- _What this task involves_: In the entries that follow, the first line to write out is the one containing "counts as a root", and the last is the one containing "pub fn real_roots(poly: &Polynomial)". Reproduce that stretch exactly, with nothing before or after it.

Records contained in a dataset
- - - - - - -

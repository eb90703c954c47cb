// Expression simplification
//
// Two stages run until nothing changes:
// 1. `fold`: bottom-up rewriting (numeric folding, identities, sign handling,
//    coefficients moved to the front)
// 2. `canonicalize`: every subtree that is a rational function of x and
//    contains no named constant is rebuilt from its coefficients, so like
//    terms merge and polynomials read in descending powers
//
// Function calls are never folded: `sin(30)` stays symbolic.

use crate::eval::apply_binary;
use crate::rational::Rational;
use parser::ast::{BinaryOp, Expr, UnaryOp};

const MAX_PASSES: usize = 8;

pub fn simplify(expr: &Expr) -> Expr {
    let mut current = fold(expr);
    for _ in 0..MAX_PASSES {
        let next = fold(&canonicalize(&current));
        if next == current {
            break;
        }
        current = next;
    }
    current
}

/// Bottom-up rewriting with local rules only
pub fn fold(expr: &Expr) -> Expr {
    match expr {
        Expr::Number(_) | Expr::Variable | Expr::Constant(_) => expr.clone(),
        Expr::Unary {
            op: UnaryOp::Negate,
            expr,
        } => negate(fold(expr)),
        Expr::Binary { op, lhs, rhs } => fold_binary(*op, fold(lhs), fold(rhs)),
        Expr::Call { func, arg } => Expr::call(*func, fold(arg)),
    }
}

fn negate(expr: Expr) -> Expr {
    match expr {
        Expr::Number(value) => Expr::Number(-value),
        Expr::Unary { expr, .. } => *expr,
        // -(3*x) = -3*x
        Expr::Binary {
            op: BinaryOp::Mul,
            lhs,
            rhs,
        } if matches!(*lhs, Expr::Number(_)) => fold_binary(BinaryOp::Mul, negate(*lhs), *rhs),
        other => Expr::neg(other),
    }
}

/// Split `-a` into `a`
fn strip_negation(expr: &Expr) -> Option<&Expr> {
    match expr {
        Expr::Unary {
            op: UnaryOp::Negate,
            expr,
        } => Some(expr),
        _ => None,
    }
}

fn fold_binary(op: BinaryOp, lhs: Expr, rhs: Expr) -> Expr {
    if let (Expr::Number(a), Expr::Number(b)) = (&lhs, &rhs) {
        if let Ok(value) = apply_binary(op, *a, *b) {
            if value.is_finite() {
                return Expr::Number(value);
            }
        }
        return Expr::binary(op, lhs, rhs);
    }

    match op {
        BinaryOp::Add => fold_add(lhs, rhs),
        BinaryOp::Sub => fold_sub(lhs, rhs),
        BinaryOp::Mul => fold_mul(lhs, rhs),
        BinaryOp::Div => fold_div(lhs, rhs),
        BinaryOp::Pow => fold_pow(lhs, rhs),
    }
}

fn fold_add(lhs: Expr, rhs: Expr) -> Expr {
    if lhs.is_number(0.0) {
        return rhs;
    }
    if rhs.is_number(0.0) {
        return lhs;
    }
    if let Some(inner) = strip_negation(&rhs) {
        return fold_sub(lhs, inner.clone());
    }
    if let Expr::Number(value) = rhs {
        if value < 0.0 {
            return fold_sub(lhs, Expr::Number(-value));
        }
    }
    Expr::add(lhs, rhs)
}

fn fold_sub(lhs: Expr, rhs: Expr) -> Expr {
    if rhs.is_number(0.0) {
        return lhs;
    }
    if lhs.is_number(0.0) {
        return negate(rhs);
    }
    if lhs == rhs {
        return Expr::Number(0.0);
    }
    if let Some(inner) = strip_negation(&rhs) {
        return fold_add(lhs, inner.clone());
    }
    if let Expr::Number(value) = rhs {
        if value < 0.0 {
            return fold_add(lhs, Expr::Number(-value));
        }
    }
    Expr::sub(lhs, rhs)
}

fn fold_mul(lhs: Expr, rhs: Expr) -> Expr {
    if lhs.is_number(0.0) || rhs.is_number(0.0) {
        return Expr::Number(0.0);
    }
    if lhs.is_number(1.0) {
        return rhs;
    }
    if rhs.is_number(1.0) {
        return lhs;
    }
    if lhs.is_number(-1.0) {
        return negate(rhs);
    }
    if rhs.is_number(-1.0) {
        return negate(lhs);
    }
    if let Some(inner) = strip_negation(&lhs) {
        return negate(fold_mul(inner.clone(), rhs));
    }
    if let Some(inner) = strip_negation(&rhs) {
        return negate(fold_mul(lhs, inner.clone()));
    }

    // Coefficient first: x*3 = 3*x, cos(x)*(pi/180) = pi/180*cos(x)
    if lhs.contains_variable() && !rhs.contains_variable() {
        return fold_mul(rhs, lhs);
    }
    if !matches!(lhs, Expr::Number(_)) && matches!(rhs, Expr::Number(_)) {
        return fold_mul(rhs, lhs);
    }

    // 2*(3*x) = 6*x
    if let Expr::Number(a) = lhs {
        if let Expr::Binary {
            op: BinaryOp::Mul,
            lhs: inner_lhs,
            rhs: inner_rhs,
        } = &rhs
        {
            if let Expr::Number(b) = **inner_lhs {
                return fold_mul(Expr::Number(a * b), (**inner_rhs).clone());
            }
        }
    }

    Expr::mul(lhs, rhs)
}

fn fold_div(lhs: Expr, rhs: Expr) -> Expr {
    if lhs.is_number(0.0) && !rhs.is_number(0.0) {
        return Expr::Number(0.0);
    }
    if rhs.is_number(1.0) {
        return lhs;
    }
    if rhs.is_number(-1.0) {
        return negate(lhs);
    }
    if let Some(inner) = strip_negation(&rhs) {
        return negate(fold_div(lhs, inner.clone()));
    }
    Expr::div(lhs, rhs)
}

fn fold_pow(lhs: Expr, rhs: Expr) -> Expr {
    if rhs.is_number(1.0) {
        return lhs;
    }
    if rhs.is_number(0.0) || lhs.is_number(1.0) {
        return Expr::Number(1.0);
    }
    if let Expr::Number(exponent) = rhs {
        if lhs.is_number(0.0) && exponent > 0.0 {
            return Expr::Number(0.0);
        }
    }
    Expr::pow(lhs, rhs)
}

fn contains_constant(expr: &Expr) -> bool {
    match expr {
        Expr::Constant(_) => true,
        Expr::Number(_) | Expr::Variable => false,
        Expr::Unary { expr, .. } => contains_constant(expr),
        Expr::Binary { lhs, rhs, .. } => contains_constant(lhs) || contains_constant(rhs),
        Expr::Call { arg, .. } => contains_constant(arg),
    }
}

/// Rebuild rational subtrees from their coefficients
pub fn canonicalize(expr: &Expr) -> Expr {
    if expr.contains_variable() && !contains_constant(expr) {
        if let Some(rational) = Rational::from_expr(expr) {
            return rational.to_expr();
        }
    }
    match expr {
        Expr::Number(_) | Expr::Variable | Expr::Constant(_) => expr.clone(),
        Expr::Unary { op, expr } => Expr::Unary {
            op: *op,
            expr: Box::new(canonicalize(expr)),
        },
        Expr::Binary { op, lhs, rhs } => Expr::binary(*op, canonicalize(lhs), canonicalize(rhs)),
        Expr::Call { func, arg } => Expr::call(*func, canonicalize(arg)),
    }
}
// Real roots of polynomials
//
// Degrees 1 and 2 use closed formulas. Higher degrees are isolated between
// consecutive roots of the derivative, where the polynomial is monotonic,
// inside the Cauchy bound, and refined by bisection.

use crate::config::RootStrategy;
use crate::error::{AnalysisError, AnalysisResult};
use crate::polynomial::Polynomial;
use tracing::trace;

/// Roots within this distance of an integer are snapped to it
pub const SNAP_TOLERANCE: f64 = 1e-9;

/// Relative tolerance under which the discriminant counts as zero
const DISCRIMINANT_TOLERANCE: f64 = 1e-12;

/// |p(x)| below this fraction of the term magnitudes counts as a root
const RESIDUAL_TOLERANCE: f64 = 1e-12;

const MAX_BISECTIONS: usize = 200;

/// Roots of `poly` according to the configured strategy.
///
/// The zero polynomial has no isolated roots; callers that care report it
/// separately.
pub fn solve_roots(poly: &Polynomial, strategy: RootStrategy) -> AnalysisResult<Vec<f64>> {
    match (poly.degree(), strategy) {
        (Some(degree), RootStrategy::ClosedForm) if degree > 2 => {
            Err(AnalysisError::UnsupportedDegree { degree })
        }
        _ => Ok(real_roots(poly)),
    }
}

/// Every real root, whatever the degree
pub fn real_roots(poly: &Polynomial) -> Vec<f64> {
    let roots = match poly.degree() {
        None | Some(0) => Vec::new(),
        Some(1) => linear(poly.coefficients()),
        Some(2) => quadratic(poly.coefficients()),
        Some(degree) => {
            trace!(degree, "isolating roots numerically");
            isolate(poly)
        }
    };
    finish(roots)
}

fn linear(coeffs: &[f64]) -> Vec<f64> {
    vec![-coeffs[0] / coeffs[1]]
}

fn quadratic(coeffs: &[f64]) -> Vec<f64> {
    let (c, b, a) = (coeffs[0], coeffs[1], coeffs[2]);
    let discriminant = b * b - 4.0 * a * c;
    let scale = (b * b).max((4.0 * a * c).abs());

    if discriminant.abs() <= DISCRIMINANT_TOLERANCE * scale {
        return vec![-b / (2.0 * a)];
    }
    if discriminant < 0.0 {
        return Vec::new();
    }

    // Avoids cancellation between -b and the square root
    let q = -0.5 * (b + b.signum() * discriminant.sqrt());
    if q == 0.0 {
        return vec![0.0];
    }
    vec![q / a, c / q]
}

/// Every real root lies strictly inside (-bound, bound)
pub fn cauchy_bound(poly: &Polynomial) -> f64 {
    let leading = poly.leading();
    let coeffs = poly.coefficients();
    let largest = coeffs[..coeffs.len().saturating_sub(1)]
        .iter()
        .map(|c| (c / leading).abs())
        .fold(0.0, f64::max);
    1.0 + largest
}

fn isolate(poly: &Polynomial) -> Vec<f64> {
    let bound = cauchy_bound(poly);

    let mut points = vec![-bound];
    points.extend(
        real_roots(&poly.derivative())
            .into_iter()
            .filter(|x| x.abs() < bound),
    );
    points.push(bound);

    let mut roots = Vec::new();
    for pair in points.windows(2) {
        let (lo, hi) = (pair[0], pair[1]);
        if is_root(poly, lo) {
            roots.push(lo);
            continue;
        }
        let (f_lo, f_hi) = (poly.eval(lo), poly.eval(hi));
        if f_lo.signum() != f_hi.signum() && !is_root(poly, hi) {
            roots.push(bisect(poly, lo, hi));
        }
    }
    roots
}

fn is_root(poly: &Polynomial, x: f64) -> bool {
    poly.eval(x).abs() <= RESIDUAL_TOLERANCE * poly.magnitude_at(x).max(1.0)
}

/// `poly` is monotonic on [lo, hi] with a sign change
fn bisect(poly: &Polynomial, mut lo: f64, mut hi: f64) -> f64 {
    let rising = poly.eval(lo) < 0.0;
    for _ in 0..MAX_BISECTIONS {
        let mid = 0.5 * (lo + hi);
        if mid <= lo || mid >= hi {
            break;
        }
        let value = poly.eval(mid);
        if value == 0.0 {
            return mid;
        }
        if (value < 0.0) == rising {
            lo = mid;
        } else {
            hi = mid;
        }
    }
    0.5 * (lo + hi)
}

/// Snap to integers within `SNAP_TOLERANCE`, turning -0 into 0
pub fn snap(value: f64) -> f64 {
    let nearest = value.round();
    if (value - nearest).abs() < SNAP_TOLERANCE {
        nearest + 0.0
    } else {
        value
    }
}

/// Snap, sort and drop duplicates
fn finish(roots: Vec<f64>) -> Vec<f64> {
    let mut roots: Vec<f64> = roots
        .into_iter()
        .filter(|r| r.is_finite())
        .map(snap)
        .collect();
    roots.sort_by(f64::total_cmp);
    roots.dedup_by(|a, b| (*a - *b).abs() <= SNAP_TOLERANCE * b.abs().max(1.0));
    roots
}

- - - - - - -

- _Answer space_:
/// |p(x)| below this fraction of the term magnitudes counts as a root
const RESIDUAL_TOLERANCE: f64 = 1e-12;

const MAX_BISECTIONS: usize = 200;

/// Roots of `poly` according to the configured strategy.
///
/// The zero polynomial has no isolated roots; callers that care report it
/// separately.
pub fn solve_roots(poly: &Polynomial, strategy: RootStrategy) -> AnalysisResult<Vec<f64>> {
    match (poly.degree(), strategy) {
        (Some(degree), RootStrategy::ClosedForm) if degree > 2 => {
            Err(AnalysisError::UnsupportedDegree { degree })
        }
        _ => Ok(real_roots(poly)),
    }
}

/// Every real root, whatever the degree
pub fn real_roots(poly: &Polynomial) -> Vec<f64> {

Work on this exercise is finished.